É válido argumentar que “ninguém
aborta por gosto”?
À primeira vista, o argumento parece
ter certa lógica. Mas há várias objeções a essa lógica.
Os defensores da legalização do aborto
afirmam que nenhuma mulher faz ou fará um aborto de ânimo leve.
À primeira vista, o argumento parece
ter certa lógica.
Praticar o aborto do próprio filho não
é o mesmo que injectar heroína. Apesar de a droga arruinar a saúde do
consumidor, é preciso reconhecer que um aborto não se situa no mesmo plano: por
melhor que seja um Centro de Saúde, nenhuma mulher recorre ao aborto por gosto.
Por isso, ninguém deve insinuar que a
legalidade incentiva ao aborto por motivos banais.

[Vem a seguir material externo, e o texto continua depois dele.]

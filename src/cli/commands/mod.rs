pub mod auth;
pub mod config;
pub mod dashboard;
pub mod product;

Serão sempre casos de
“absoluta necessidade”.
Não tenho receio em concordar que
ninguém, com um mínimo de estabilidade mental, recorre a uma cirurgia, do tipo
que for, por gosto.
Porém, levanto três objecções ao
argumento:
A mesma sequência de raciocínio -
quando se despenaliza uma acção que por si mesma é desagradável não se prevê um
aumento considerável de acções desse tipo - poderia então ser aplicada a outros
casos.
Pensemos no atropelamento.
Se houvesse uma lei a despenalizar os
automobilistas que atropelassem pessoas, não é previsível que a maioria dos
condutores se dedicasse a passar com o carro por cima dos transeuntes: ninguém
ocasionaria com gosto lesões a terceiros (e consequentes amolgadelas no
carro...).
Significa, então, que a lei sobra?
Há até casos de homicídios involuntários
por atropelamento com penas que não são nada leves.

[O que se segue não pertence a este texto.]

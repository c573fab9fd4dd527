use once_cell::sync::Lazy;
use serde::{Deserialize, Serialize};
use std::env;
use std::time::Duration;

#[derive(Debug, Clone, Serialize, Deserialize)]
pub struct AppConfig {
    pub environment: Environment,
    pub api: ApiConfig,
    pub display: DisplayConfig,
}

#[derive(Debug, Clone, Serialize, Deserialize)]
pub enum Environment {
    Development,
    Staging,
    Production,
}

#[derive(Debug, Clone, Serialize, Deserialize)]
pub struct ApiConfig {
    pub base_url: String,
    pub timeout_secs: u64,
}

#[derive(Debug, Clone, Serialize, Deserialize)]
pub struct DisplayConfig {
    /// ISO 4217 code printed in front of every amount.
    pub currency: String,
}

impl ApiConfig {
    pub fn timeout(&self) -> Duration {
        Duration::from_secs(self.timeout_secs)
    }
}

impl AppConfig {
    pub fn from_env() -> Self {
        let environment = match env::var("APP_ENV").as_deref() {
            Ok("production") | Ok("prod") => Environment::Production,
            Ok("staging") | Ok("stage") => Environment::Staging,
            _ => Environment::Development,
        };

        // Set defaults based on environment, then override with specific env vars
        match environment {
            Environment::Production => Self::production(),
            Environment::Staging => Self::staging(),
            Environment::Development => Self::development(),
        }
        .with_env_overrides()
    }

    fn with_env_overrides(self) -> Self {
        self.with_overrides(|key| env::var(key).ok())
    }

    fn with_overrides(mut self, lookup: impl Fn(&str) -> Option<String>) -> Self {
        if let Some(v) = lookup("INVENTORY_API_URL") {
            let trimmed = v.trim();
            if !trimmed.is_empty() {
                self.api.base_url = trimmed.to_string();
            }
        }
        // Zero would time out every request, so it counts as invalid.
        if let Some(secs) = lookup("INVENTORY_API_TIMEOUT_SECS")
            .and_then(|v| v.trim().parse::<u64>().ok())
            .filter(|secs| *secs > 0)
        {
            self.api.timeout_secs = secs;
        }
        if let Some(v) = lookup("INVENTORY_CURRENCY") {
            let trimmed = v.trim();
            if !trimmed.is_empty() {
                self.display.currency = trimmed.to_ascii_uppercase();
            }
        }
        self
    }

    fn development() -> Self {
        Self {
            environment: Environment::Development,
            api: ApiConfig {
                base_url: "http://localhost:8000/api".to_string(),
                timeout_secs: 30,
            },
            display: DisplayConfig {
                currency: "LKR".to_string(),
            },
        }
    }

    fn staging() -> Self {
        Self {
            environment: Environment::Staging,
            api: ApiConfig {
                base_url: "https://staging.example.com/api".to_string(),
                timeout_secs: 15,
            },
            display: DisplayConfig {
                currency: "LKR".to_string(),
            },
        }
    }

    fn production() -> Self {
        Self {
            environment: Environment::Production,
            api: ApiConfig {
                base_url: "https://app.example.com/api".to_string(),
                timeout_secs: 10,
            },
            display: DisplayConfig {
                currency: "LKR".to_string(),
            },
        }
    }
}

// Global singleton config - initialized once at startup
pub static CONFIG: Lazy<AppConfig> = Lazy::new(AppConfig::from_env);

// Convenience function for accessing config
pub fn config() -> &'static AppConfig {
    &CONFIG
}

#[cfg(test)]
mod tests {
    use super::*;
    use std::collections::HashMap;

    #[test]
    fn test_default_development_config() {
        let config = AppConfig::development();
        assert_eq!(config.api.base_url, "http://localhost:8000/api");
        assert_eq!(config.api.timeout(), Duration::from_secs(30));
        assert_eq!(config.display.currency, "LKR");
    }

    #[test]
    fn test_default_production_config() {
        let config = AppConfig::production();
        assert!(config.api.base_url.starts_with("https://"));
        assert_eq!(config.api.timeout_secs, 10);
    }

    #[test]
    fn test_overrides_apply_and_bad_values_are_ignored() {
        let vars: HashMap<&str, &str> = [
            ("INVENTORY_API_URL", " http://127.0.0.1:9000/api "),
            ("INVENTORY_API_TIMEOUT_SECS", "soon"),
            ("INVENTORY_CURRENCY", "usd"),
        ]
        .into_iter()
        .collect();

        let config = AppConfig::development()
            .with_overrides(|key| vars.get(key).map(|v| v.to_string()));

        assert_eq!(config.api.base_url, "http://127.0.0.1:9000/api");
        assert_eq!(config.api.timeout_secs, 30);
        assert_eq!(config.display.currency, "USD");
    }

    #[test]
    fn test_timeout_override_rejects_zero() {
        let lookup = |value: &'static str| {
            move |key: &str| (key == "INVENTORY_API_TIMEOUT_SECS").then(|| value.to_string())
        };

        assert_eq!(AppConfig::development().with_overrides(lookup("0")).api.timeout_secs, 30);
        assert_eq!(AppConfig::development().with_overrides(lookup(" 5 ")).api.timeout_secs, 5);
    }
}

Não seria de declarar a inocência dos
condutores, visto que não atropelaram ninguém de ânimo leve e já lhes basta a
tortura da própria consciência?
E, mesmo em caso de homicídios
voluntários, exceptuando, porventura, a participação em organizações terroristas
ou mafiosas, quem mata não o faz levianamente: pesou os prós e os contras e
concluiu que o assassinato era a melhor maneira de resolver a questão (leiam-se
os romances de Agatha Christie, tão instrutivos nesta matéria quanto a
motivações).
Será de restringir a penalização do
homicídio a casos manifestamente compulsivos ou repetitivos?